Sexualerziehung
Unverzichtbare Lektionen
Es ist nicht unbedingt die Absicht der Erwachsenen, dass junge Leute zu wenig über Sexualität wissen. Oft stehen soziokulturelle Tabus im Weg. Viele Eltern, Lehrer und Politiker fühlen sich unwohl mit dem Thema. Eine Umbenennung in „Familien-Lifestyle-Erziehung” oder „Familienplanungs-Information” hilft wenig.
Dennoch ist das für Sexualerziehung aufgewendete Geld gut investiert, denn es greift dreifach: Richtig informiert zu sein hilft den Jugendlichen heute, nutzt ihnen, wenn sie erwachsen sind, und kommt wahrscheinlich auch der Gesundheit ihrer Kinder zugute.
Jugendliche durchleben komplexe körperliche, biologische und emotionale Veränderungen. Die Pubertät wirkt sich auf Körper, Geist und Verhalten aus. Die Tabuisierung von Sexualität verhindert jedoch eine offene und hilfreiche Beratung. Meist übernehmen weder Eltern noch Lehrer die Verantwortung dafür, die Jugendlichen aufzuklären – religiöse Führer und andere Autoritätspersonen genauso wenig.
Daher sind Jugendliche oft schlecht informiert. Sie sind auf das angewiesen, was sie von Gleichaltrigen hören, und das, was die Medien ihnen bieten – im Zeitalter des Internets ist das oft reine Pornographie. Junge Menschen inmitten körperlicher und geistiger Veränderungen brauchen mehr als Gerüchte und Phantasien. Leider sind auch Fernsehsendungen oft schlecht und unangemessen und viele Webseiten fürchterlich. Oft werden den Jugendlichen verdrehte Rollenvorbilder und destruktive Narrative präsentiert, mit fatalen Folgen wie:
- unverantwortlichem Sexualverhalten inklusive Vergewaltigung und Missbrauch,
- früher Heirat,
- ungewollten Schwangerschaften,
- Abtreibungen (oft unsicher und illegal durchgeführt) und
- Infektionen wie HIV/Aids und anderen sexuell übertragbaren Krankheiten.
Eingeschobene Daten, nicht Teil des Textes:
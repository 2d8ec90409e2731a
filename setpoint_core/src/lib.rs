#![cfg_attr(all(not(debug_assertions), not(test)), deny(warnings))]
#![cfg_attr(
    all(not(debug_assertions), not(test)),
    deny(clippy::all, clippy::pedantic, clippy::nursery)
)]
#![allow(clippy::module_name_repetitions, clippy::missing_errors_doc)]
#![cfg_attr(not(test), deny(clippy::unwrap_used, clippy::expect_used))]
//! Adaptive setpoint and start-time engine (I/O-free).
//!
//! Two independent algorithm families share this crate:
//!
//! - **Trim and respond**: rank terminal-unit readings, ignore the top
//!   outliers, count requests, then nudge a plant setpoint by one bounded step
//!   per cycle (`request`, `bound`, `controller`).
//! - **Optimal start**: learn three smoothed coefficients from past warm-ups
//!   and predict how early equipment must start (`estimator`), with a
//!   nearest-history interpolation alternative (`interpolate`).
//!
//! Readings come in through `setpoint_traits::ReadingSource`; the engine
//! never fetches data or schedules itself. `scheduler::ControlLoop` and
//! `runner::run_cycles` are optional drivers for hosts that want one.

pub mod bound;
pub mod builder;
pub mod config;
pub mod controller;
pub mod conversions;
pub mod error;
pub mod estimator;
pub mod interpolate;
pub mod mocks;
pub mod request;
pub mod runner;
pub mod scheduler;
pub mod status;
pub mod util;

pub use bound::{Ceiling, DynamicBound};
pub use builder::ControllerBuilder;
pub use config::{BoundCfg, EstimatorCfg, InterpolationCfg, ScheduleCfg, TrimRespondCfg};
pub use controller::{AdjustmentResult, ControlState, Direction, TrimRespondController, apply_step};
pub use error::{ConfigError, DegenerateInput, ResetError};
pub use estimator::{
    AdaptiveLinearEstimator, Coefficients, CurrentConditions, ForgettingFactor,
    HistoricalObservation, UpdateSummary,
};
pub use interpolate::NearestHistoryEstimator;
pub use request::{RequestCounter, RequestTally};
pub use status::{CycleReport, CycleStatus};
pub use runner::run_cycles;
pub use scheduler::{ControlLoop, CycleEvent};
Eine gute Sexualerziehung sollte Jugendliche über Gesundheitsrisiken, Verhütung und emotionale Aspekte von Intimität aufklären. Mädchen müssen noch besser informiert werden als Jungen: Sie sind es, die schwanger werden können und für ihre sexuelle Aktivität stigmatisiert werden. Sie haben auch ein höheres Risiko, Gewalterfahrungen zu machen oder sich mit Geschlechtskrankheiten anzustecken.
Laut UNICEF werden rund 15 Millionen der 15- bis 19-jährigen Mädchen zu Sex gezwungen. Vielen wird nie gesagt, was einvernehmlicher Geschlechtsverkehr bedeutet. Dieses Wissen würde aber ihr Selbstbewusstsein stärken. Solange den Mädchen nicht klar ist, dass sexuelle Übergriffe gegen ihren Willen inakzeptabel sind und nicht ihre Schuld, empfinden sie Scham.
Indien ist technologisch sehr fortschrittlich – hinsichtlich der Schulen nicht. Versuche, im passenden Alter Sexualerziehung anzubieten, wurden abgetan, weil das Kultur und Werte des Landes verletzen würde. Wie überall argumentieren konservative Führer, Sexualerziehung bringe Jugendliche überhaupt erst auf den Gedanken, sexuell aktiv zu werden.
Ironischerweise werden in vielen Ländern junge Menschen früher sexuell aktiv als ihre Eltern – wobei viele gar nicht begreifen, was sie eigentlich tun und welche Folgen das haben kann. Es gibt zu denken, dass laut UNICEF die Hälfte der HIV-infizierten 15- bis 19-Jährigen aus sechs Ländern kommen: Südafrika, Nigeria, Kenia, Indien, Mosambik und Tansania.
Natürlich ist Sexualkunde auch in reichen Ländern ein kontroverses Thema. In den USA, wo religiöse Konservative sich jahrzehntelang gegen Sexualaufklärung aufgelehnt haben, gibt es sehr viele Teenager-Schwangerschaften. Der New York Times zufolge ist die Rate um 41 Prozent gesunken, nachdem Präsident Barack Obama ein umfassendes Programm zur Sexualaufklärung eingeführt hatte. Da Präsident Donald Trump das nicht fortsetzt, werden die Zahlen vermutlich wieder steigen.
Gesundheit für alle ist eines der Nachhaltigkeits-Entwicklungsziele (Sustainable Development Goals – SDGs), die die UN bis 2030 erreichen wollen. Ohne kompetente Sexualaufklärung wird das nichts.
Aditi Roy Ghatak ist Wirtschaftsjournalistin in Kalkutta.